I think it was George Bernard Shaw who was quoted (or misquoted) as saying “The United States and Great Britain are two countries separated by a common language.” Indeed, this is true. As a Brit who has visited both sides of the USA for holidays, sorry, vacations at Disneyland and Walt Disney World, I still find myself tripping up on words, or learning new phrases. So I thought I’d put together a little useful list of some language barriers you might come across if you’re traveling to America from the UK. Or maybe, you’re about to embark on a trip to Europe with Adventures By Disney, or just fancy trying some of these phrases out with British cast members working at the UK Pavilion in Epcot!
Let me start with the obvious, if you’ve been keeping your fluids up and making the most of those refillable mugs on the Disney Dining Plan, you’re going to need the loo/toilet, so you’ll be asking for the restroom/bathroom. Oh, and you’ll be refilling those mugs with soda, not fizzy pop!
On the subject of food and drink, candy floss is called cotton candy, and if you want a packet of crisps, you’ll need to ask for chips! On my first visit to the US, I was disappointed that my sandwich came with a packet of potato chips, when I was expecting a plate of fries. Yes, if you want chipped potatoes/wedges, you’ll be looking for fries (or French fries). Unless you’re getting fish and chips from the Yorkshire County Fish Shop in Epcot, where technically you are in the UK!
When it comes to a biscuit, you’ll be in for a massive shock if you’re expecting an Oreo! What we call biscuits in the UK are mostly known as cookies (or crackers) in America. A biscuit is a bakery item that resembles something that looks like a British scone we would have with jam and cream at afternoon tea in Britain; in America it usually comes with gravy.
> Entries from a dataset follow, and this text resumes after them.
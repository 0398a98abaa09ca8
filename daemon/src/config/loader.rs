//! Configuration loading utilities.

use std::path::Path;

use tokio::fs;

use super::{AgentConfig, resolve_config_relative_path};
use crate::error::ConfigError;

/// Reads and parses the agent config from a TOML file.
///
/// A relative `systemd.unit-dir` is resolved against the file's directory.
///
/// # Errors
///
/// Returns an error if the config file cannot be read or parsed.
pub async fn load<P: AsRef<Path>>(path: P) -> Result<AgentConfig, ConfigError> {
    let path = path.as_ref();
    let content = fs::read_to_string(path)
        .await
        .map_err(|source| ConfigError::Read {
            path: path.to_path_buf(),
            source,
        })?;
    let mut config: AgentConfig = toml::from_str(&content).map_err(|source| ConfigError::Parse {
        path: path.to_path_buf(),
        source,
    })?;
    config.systemd.unit_dir = resolve_config_relative_path(path, &config.systemd.unit_dir);
    Ok(config)
}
Food that is served family style is communal dining, where the food is brought to the table for all your party to share. You’ll find that restaurants such as Garden Grill at Epcot and The Diamond Horseshoe at Magic Kingdom serve food this way.
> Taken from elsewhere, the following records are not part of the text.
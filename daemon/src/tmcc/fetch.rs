//! Building a [`NodeConfig`] from the boss' responses.

use alloc::collections::BTreeMap;
use core::time::Duration;

use nodeagent_common::{Request, ResponseLine, content_digest, systemd::mount_unit_name};
use tracing::{debug, warn};

use super::transport::{exchange, lines};
use crate::{
    error::{FetchError, ProtocolError},
    model::{AccountSpec, BossEndpoint, Gid, GroupSpec, HostnamePolicy, MountSpec, NodeConfig, SshKey},
};

/// Raw response lines of every request that makes up a snapshot.
#[derive(Debug, Clone, Default, PartialEq, Eq)]
pub struct Responses {
    pub accounts: Vec<String>,
    pub localization: Vec<String>,
    pub mounts: Vec<String>,
    pub status: Vec<String>,
}

async fn request_lines(boss: &BossEndpoint, command: &str, limit: Duration) -> Result<Vec<String>, FetchError> {
    let response = exchange(boss.addr, &Request::new(command), limit).await?;
    Ok(lines(command, &response)?)
}

/// Fetch everything the agent reconciles from `boss`.
///
/// # Errors
///
/// Returns [`FetchError::Transport`] if a request fails and
/// [`FetchError::Protocol`] if a response is malformed.
pub async fn fetch(boss: &BossEndpoint, limit: Duration) -> Result<NodeConfig, FetchError> {
    let responses = Responses {
        accounts: request_lines(boss, "accounts", limit).await?,
        localization: request_lines(boss, "localization", limit).await?,
        mounts: request_lines(boss, "mounts", limit).await?,
        status: request_lines(boss, "status", limit).await?,
    };
    Ok(build(&responses, boss)?)
}

/// Interpret `responses`. The version is left at zero for the store to assign.
///
/// # Errors
///
/// Returns a [`ProtocolError`] for the first malformed line.
pub fn build(responses: &Responses, boss: &BossEndpoint) -> Result<NodeConfig, ProtocolError> {
    let (accounts, groups) = parse_accounts(&responses.accounts)?;
    let domain = boss.domain();

    // The hostname depends on the boss' domain, so it is part of the content.
    let boss_marker = format!("BOSSDOMAIN={}", domain.unwrap_or_default());
    let content_id = content_digest(
        responses
            .accounts
            .iter()
            .chain(&responses.localization)
            .chain(&responses.mounts)
            .chain(&responses.status)
            .map(String::as_str)
            .chain([boss_marker.as_str()]),
    );

    Ok(NodeConfig {
        version: 0,
        content_id,
        accounts,
        groups,
        mounts: parse_mounts(&responses.mounts)?,
        root_keys: parse_localization(&responses.localization),
        hostname: parse_status(&responses.status, domain)?,
        boss: Some(boss.clone()),
    })
}

type Accounts = (BTreeMap<String, AccountSpec>, BTreeMap<String, GroupSpec>);

/// `ADDUSER`, `PUBKEY`, `ADDGROUP` and `SFSKEY` lines.
///
/// # Errors
///
/// Returns a [`ProtocolError`] for unknown directives, duplicates and keys of
/// unknown users.
pub fn parse_accounts(lines: &[String]) -> Result<Accounts, ProtocolError> {
    let mut accounts: BTreeMap<String, AccountSpec> = BTreeMap::new();
    let mut groups: BTreeMap<String, GroupSpec> = BTreeMap::new();
    let mut glists: Vec<(String, String)> = Vec::new();

    for raw in lines {
        let line = ResponseLine::parse(raw)?;
        match line.directive() {
            Some("ADDUSER") => {
                let login = line.get("LOGIN")?;
                let mut account = AccountSpec::new(login, line.get_parsed("UID")?, line.get_parsed("GID")?);
                account.admin = line.field("ROOT") == Some("1");
                if let Some(home) = line.field("HOMEDIR") {
                    account.home = home.into();
                }
                if let Some(shell) = line.field("SHELL") {
                    shell.clone_into(&mut account.shell);
                }
                if let Some(serial) = line.field("SERIAL") {
                    serial.clone_into(&mut account.serial);
                }
                if let Some(glist) = line.field("GLIST") {
                    glists.push((login.to_owned(), glist.to_owned()));
                }
                if accounts.insert(login.to_owned(), account).is_some() {
                    return Err(ProtocolError::DuplicateUser {
                        login: login.to_owned(),
                    });
                }
            }
            Some("PUBKEY") => {
                let login = line.get("LOGIN")?;
                let key = line.get("KEY")?;
                let account = accounts.get_mut(login).ok_or_else(|| ProtocolError::UnknownUser {
                    login: login.to_owned(),
                })?;
                account.ssh_keys.push(SshKey::new(key));
            }
            Some("ADDGROUP") => {
                let group = GroupSpec::new(line.get("NAME")?, line.get_parsed("GID")?);
                if groups.contains_key(&group.name) {
                    return Err(ProtocolError::DuplicateGroup { name: group.name });
                }
                groups.insert(group.name.clone(), group);
            }
            Some("SFSKEY") => warn!("Ignoring unsupported SFSKEY directive"),
            Some(directive) => {
                return Err(ProtocolError::UnknownDirective {
                    directive: directive.to_owned(),
                    line: raw.clone(),
                });
            }
            None => return Err(ProtocolError::MissingDirective { line: raw.clone() }),
        }
    }

    let by_gid: BTreeMap<Gid, &str> = groups
        .values()
        .map(|g| (g.gid, g.name.as_str()))
        .collect();
    for account in accounts.values_mut() {
        if let Some(name) = by_gid.get(&account.gid) {
            account.set_primary_group(name);
        }
    }
    for (login, glist) in glists {
        let Some(account) = accounts.get_mut(&login) else {
            continue;
        };
        for gid in glist.split(',').map(str::trim).filter(|g| !g.is_empty()) {
            match gid.parse::<Gid>().ok().and_then(|gid| by_gid.get(&gid)) {
                Some(name) => account.add_group(name),
                None => warn!(%login, %gid, "Ignoring group unknown to the boss"),
            }
        }
    }
    Ok((accounts, groups))
}

/// `ROOTPUBKEY` lines. Anything else (continuation lines included) is skipped.
#[must_use]
pub fn parse_localization(lines: &[String]) -> Vec<SshKey> {
    lines
        .iter()
        .filter_map(|raw| match ResponseLine::parse(raw) {
            Ok(line) => line.field("ROOTPUBKEY").map(SshKey::new),
            Err(e) => {
                debug!(error = %e, "Skipping localization line");
                None
            }
        })
        .collect()
}

/// `REMOTE=host:/path LOCAL=/path [OPTIONS=...]` lines, keyed by export path.
///
/// # Errors
///
/// Returns a [`ProtocolError`] for malformed remotes and duplicate exports.
pub fn parse_mounts(lines: &[String]) -> Result<BTreeMap<String, MountSpec>, ProtocolError> {
    let mut mounts = BTreeMap::new();
    // Unit name -> export, since two mounts sharing a unit would replace each other.
    let mut units: BTreeMap<String, String> = BTreeMap::new();
    for raw in lines {
        let line = ResponseLine::parse(raw)?;
        let Some(remote) = line.field("REMOTE") else {
            debug!(line = %raw, "Skipping non-mount line");
            continue;
        };
        if !matches!(remote.split_once(':'), Some((host, path)) if !host.is_empty() && path.starts_with('/')) {
            return Err(ProtocolError::BadRemote {
                remote: remote.to_owned(),
            });
        }
        let mount = MountSpec {
            remote: remote.to_owned(),
            mountpoint: line.get("LOCAL")?.to_owned(),
            options: line.field("OPTIONS").map(str::to_owned),
        };
        let export = mount.export_path().to_owned();
        if mounts.contains_key(&export) {
            return Err(ProtocolError::DuplicateMount { export });
        }
        if let Some(first) = units.insert(mount_unit_name(&mount.mountpoint), export.clone()) {
            return Err(ProtocolError::SharedMountpoint {
                mountpoint: mount.mountpoint,
                first,
                second: export,
            });
        }
        mounts.insert(export, mount);
    }
    Ok(mounts)
}

/// First `status` line: `FREE` or `ALLOCATED=<pid>/<eid> NICKNAME=<node>`.
///
/// # Errors
///
/// Returns a [`ProtocolError`] for an allocation without a nickname or with a
/// malformed experiment.
pub fn parse_status(lines: &[String], domain: Option<&str>) -> Result<HostnamePolicy, ProtocolError> {
    let Some(raw) = lines.first() else {
        return Ok(HostnamePolicy::Unmanaged);
    };
    let line = ResponseLine::parse(raw)?;
    if line.directive() == Some("FREE") {
        return Ok(HostnamePolicy::Unmanaged);
    }
    let allocated = line.get("ALLOCATED")?;
    let node = line.get("NICKNAME")?;
    let Some((pid, eid)) = allocated.split_once('/') else {
        return Err(nodeagent_common::ParseError::BadValue {
            key: "ALLOCATED".to_owned(),
            value: allocated.to_owned(),
        }
        .into());
    };
    let fqdn = match domain {
        Some(domain) => format!("{node}.{eid}.{pid}.{domain}"),
        None => node.to_owned(),
    };
    Ok(HostnamePolicy::Set {
        fqdn: fqdn.to_lowercase(),
    })
}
If you’ve been walking around the parks all day your feet are going to be tired, so you’ll need to wear sensible shoes. So I’d recommend good sneakers (or as we call them, trainers), or hire a stroller for smaller children. (What we call buggies in the UK are called strollers in America, so you’ll notice stroller parking everywhere.) If you do get blisters on your feet, you can get first aid help in all the parks. However, you’ll need to ask for a Band-Aid! I asked for a plaster in a shop in Hollywood Studios and just got a confused look, before I remembered and corrected myself. By the way, in the UK, Band Aid was a charity group who recorded a single in the ’80s, our equivalent to USA for Africa.
After the fireworks (still called fireworks, so we’re okay here), you’ll head back to your car and put all your souvenirs in the trunk of your car (not boot). Remember also, what we in the UK call the bonnet is known in America as the hood.
One more thing to remember, when you’re back in your accommodations, the British 2nd floor is the American 1st floor; there is no ground floor. So please check that on arrival — don’t try and get in the wrong bedroom, you’re not Mr Bean!